[Data extracted from a collection]
········
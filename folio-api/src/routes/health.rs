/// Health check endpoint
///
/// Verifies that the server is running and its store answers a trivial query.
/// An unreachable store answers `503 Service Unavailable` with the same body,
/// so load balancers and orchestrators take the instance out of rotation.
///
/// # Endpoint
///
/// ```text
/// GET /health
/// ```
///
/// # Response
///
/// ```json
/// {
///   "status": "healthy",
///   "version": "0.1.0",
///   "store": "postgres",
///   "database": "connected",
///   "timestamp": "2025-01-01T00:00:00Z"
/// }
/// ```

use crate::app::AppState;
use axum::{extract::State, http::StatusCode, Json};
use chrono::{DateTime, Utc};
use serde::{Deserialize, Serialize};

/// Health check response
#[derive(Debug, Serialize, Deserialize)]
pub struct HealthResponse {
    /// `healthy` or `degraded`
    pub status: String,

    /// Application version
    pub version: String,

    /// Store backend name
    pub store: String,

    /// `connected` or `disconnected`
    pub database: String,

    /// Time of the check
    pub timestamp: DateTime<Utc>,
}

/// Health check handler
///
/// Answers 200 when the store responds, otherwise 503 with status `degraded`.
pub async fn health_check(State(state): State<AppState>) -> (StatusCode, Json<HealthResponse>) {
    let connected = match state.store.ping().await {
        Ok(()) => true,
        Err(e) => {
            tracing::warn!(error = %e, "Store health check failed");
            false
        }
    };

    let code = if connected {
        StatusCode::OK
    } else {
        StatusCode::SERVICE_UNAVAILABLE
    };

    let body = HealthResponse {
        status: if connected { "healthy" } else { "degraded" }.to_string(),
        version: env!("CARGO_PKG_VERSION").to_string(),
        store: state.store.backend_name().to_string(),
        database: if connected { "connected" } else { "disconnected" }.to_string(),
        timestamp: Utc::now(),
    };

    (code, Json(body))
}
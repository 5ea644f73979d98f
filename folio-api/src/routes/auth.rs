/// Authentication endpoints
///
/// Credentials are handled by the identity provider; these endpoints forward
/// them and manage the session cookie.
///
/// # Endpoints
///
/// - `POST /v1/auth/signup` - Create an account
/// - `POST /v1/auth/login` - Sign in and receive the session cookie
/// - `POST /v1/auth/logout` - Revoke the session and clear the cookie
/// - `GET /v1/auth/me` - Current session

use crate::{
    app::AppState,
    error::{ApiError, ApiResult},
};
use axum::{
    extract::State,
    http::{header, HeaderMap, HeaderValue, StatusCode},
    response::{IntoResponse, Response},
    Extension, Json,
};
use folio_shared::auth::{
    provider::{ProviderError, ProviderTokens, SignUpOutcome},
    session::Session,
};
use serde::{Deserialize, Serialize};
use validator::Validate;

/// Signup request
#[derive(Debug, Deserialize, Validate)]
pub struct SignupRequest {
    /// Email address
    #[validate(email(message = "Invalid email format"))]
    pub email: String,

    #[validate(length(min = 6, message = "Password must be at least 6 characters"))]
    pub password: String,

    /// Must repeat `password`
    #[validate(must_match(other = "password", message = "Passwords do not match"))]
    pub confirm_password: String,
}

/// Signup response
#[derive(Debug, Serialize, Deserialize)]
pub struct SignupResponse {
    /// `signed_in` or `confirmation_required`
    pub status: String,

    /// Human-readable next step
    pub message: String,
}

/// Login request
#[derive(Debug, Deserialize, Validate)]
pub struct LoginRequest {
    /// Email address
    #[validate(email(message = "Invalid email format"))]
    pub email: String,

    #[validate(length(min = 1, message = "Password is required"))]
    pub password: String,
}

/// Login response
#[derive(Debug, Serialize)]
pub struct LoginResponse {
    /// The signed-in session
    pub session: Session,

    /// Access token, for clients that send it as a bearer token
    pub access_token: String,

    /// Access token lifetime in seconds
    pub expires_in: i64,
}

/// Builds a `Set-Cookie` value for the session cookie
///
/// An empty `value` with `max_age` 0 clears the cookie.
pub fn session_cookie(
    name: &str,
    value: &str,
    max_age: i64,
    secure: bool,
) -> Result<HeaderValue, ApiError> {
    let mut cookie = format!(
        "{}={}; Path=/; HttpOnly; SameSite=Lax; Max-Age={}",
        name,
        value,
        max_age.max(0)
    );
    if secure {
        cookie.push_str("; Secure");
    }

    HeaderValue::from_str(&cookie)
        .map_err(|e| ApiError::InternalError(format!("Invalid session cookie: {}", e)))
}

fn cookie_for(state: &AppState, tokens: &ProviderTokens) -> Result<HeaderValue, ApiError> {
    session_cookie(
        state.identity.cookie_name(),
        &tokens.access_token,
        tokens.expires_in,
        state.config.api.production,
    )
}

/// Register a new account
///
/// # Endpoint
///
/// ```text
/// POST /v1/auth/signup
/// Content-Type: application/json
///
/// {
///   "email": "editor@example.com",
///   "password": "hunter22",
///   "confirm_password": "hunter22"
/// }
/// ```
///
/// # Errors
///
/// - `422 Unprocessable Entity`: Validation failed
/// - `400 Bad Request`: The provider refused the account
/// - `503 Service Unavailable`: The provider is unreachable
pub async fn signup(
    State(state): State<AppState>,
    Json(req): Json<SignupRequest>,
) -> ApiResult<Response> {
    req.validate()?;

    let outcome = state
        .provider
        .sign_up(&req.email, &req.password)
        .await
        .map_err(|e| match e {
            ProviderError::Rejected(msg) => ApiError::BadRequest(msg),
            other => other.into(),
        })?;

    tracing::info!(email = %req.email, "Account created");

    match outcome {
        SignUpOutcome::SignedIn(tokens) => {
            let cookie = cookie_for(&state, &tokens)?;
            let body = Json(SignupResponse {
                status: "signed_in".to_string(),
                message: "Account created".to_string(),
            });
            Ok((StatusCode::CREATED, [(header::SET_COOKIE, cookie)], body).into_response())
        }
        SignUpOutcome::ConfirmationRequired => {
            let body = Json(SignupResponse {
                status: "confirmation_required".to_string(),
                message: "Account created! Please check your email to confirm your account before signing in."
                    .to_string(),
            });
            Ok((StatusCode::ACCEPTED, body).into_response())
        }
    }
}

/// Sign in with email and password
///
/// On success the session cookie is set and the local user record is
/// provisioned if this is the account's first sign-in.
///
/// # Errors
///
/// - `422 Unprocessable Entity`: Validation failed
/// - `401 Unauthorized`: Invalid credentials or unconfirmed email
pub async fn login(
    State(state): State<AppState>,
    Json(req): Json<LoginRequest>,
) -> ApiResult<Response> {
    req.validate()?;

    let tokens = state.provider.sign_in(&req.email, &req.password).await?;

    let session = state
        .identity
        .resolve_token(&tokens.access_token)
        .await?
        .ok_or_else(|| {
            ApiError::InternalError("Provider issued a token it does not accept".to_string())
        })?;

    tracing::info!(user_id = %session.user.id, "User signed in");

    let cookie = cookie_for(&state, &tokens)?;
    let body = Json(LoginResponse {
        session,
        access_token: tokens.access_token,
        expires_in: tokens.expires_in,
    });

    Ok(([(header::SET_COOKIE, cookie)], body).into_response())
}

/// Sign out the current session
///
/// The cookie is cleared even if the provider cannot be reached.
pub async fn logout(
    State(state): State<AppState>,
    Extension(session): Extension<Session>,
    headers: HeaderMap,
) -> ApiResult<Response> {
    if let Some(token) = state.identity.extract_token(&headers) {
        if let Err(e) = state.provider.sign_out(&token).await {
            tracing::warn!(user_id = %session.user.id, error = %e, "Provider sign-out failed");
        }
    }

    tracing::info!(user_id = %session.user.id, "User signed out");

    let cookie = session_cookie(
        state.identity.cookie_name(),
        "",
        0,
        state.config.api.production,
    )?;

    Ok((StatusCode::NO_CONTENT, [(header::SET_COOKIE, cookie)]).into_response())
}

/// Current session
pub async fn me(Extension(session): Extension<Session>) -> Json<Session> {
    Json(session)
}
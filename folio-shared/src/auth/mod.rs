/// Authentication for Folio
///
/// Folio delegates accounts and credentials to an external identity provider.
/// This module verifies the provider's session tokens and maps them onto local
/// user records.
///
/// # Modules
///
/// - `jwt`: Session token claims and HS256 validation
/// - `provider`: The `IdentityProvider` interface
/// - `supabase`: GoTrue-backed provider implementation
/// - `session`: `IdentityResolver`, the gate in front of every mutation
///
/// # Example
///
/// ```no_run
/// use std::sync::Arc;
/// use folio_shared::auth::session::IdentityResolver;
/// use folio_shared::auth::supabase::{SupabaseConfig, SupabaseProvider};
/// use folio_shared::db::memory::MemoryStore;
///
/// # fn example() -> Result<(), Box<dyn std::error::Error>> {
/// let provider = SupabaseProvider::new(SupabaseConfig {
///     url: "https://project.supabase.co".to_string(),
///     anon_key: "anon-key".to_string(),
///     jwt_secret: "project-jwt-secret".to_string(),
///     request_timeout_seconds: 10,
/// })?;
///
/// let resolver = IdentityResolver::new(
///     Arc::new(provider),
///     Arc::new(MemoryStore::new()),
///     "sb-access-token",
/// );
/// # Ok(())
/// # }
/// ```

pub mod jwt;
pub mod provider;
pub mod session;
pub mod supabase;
········
▶ **Required work**: Select and copy each line from the data that includes the word "axum".

▶ **Result**:
use axum::{extract::State, http::StatusCode, Json};
use axum::{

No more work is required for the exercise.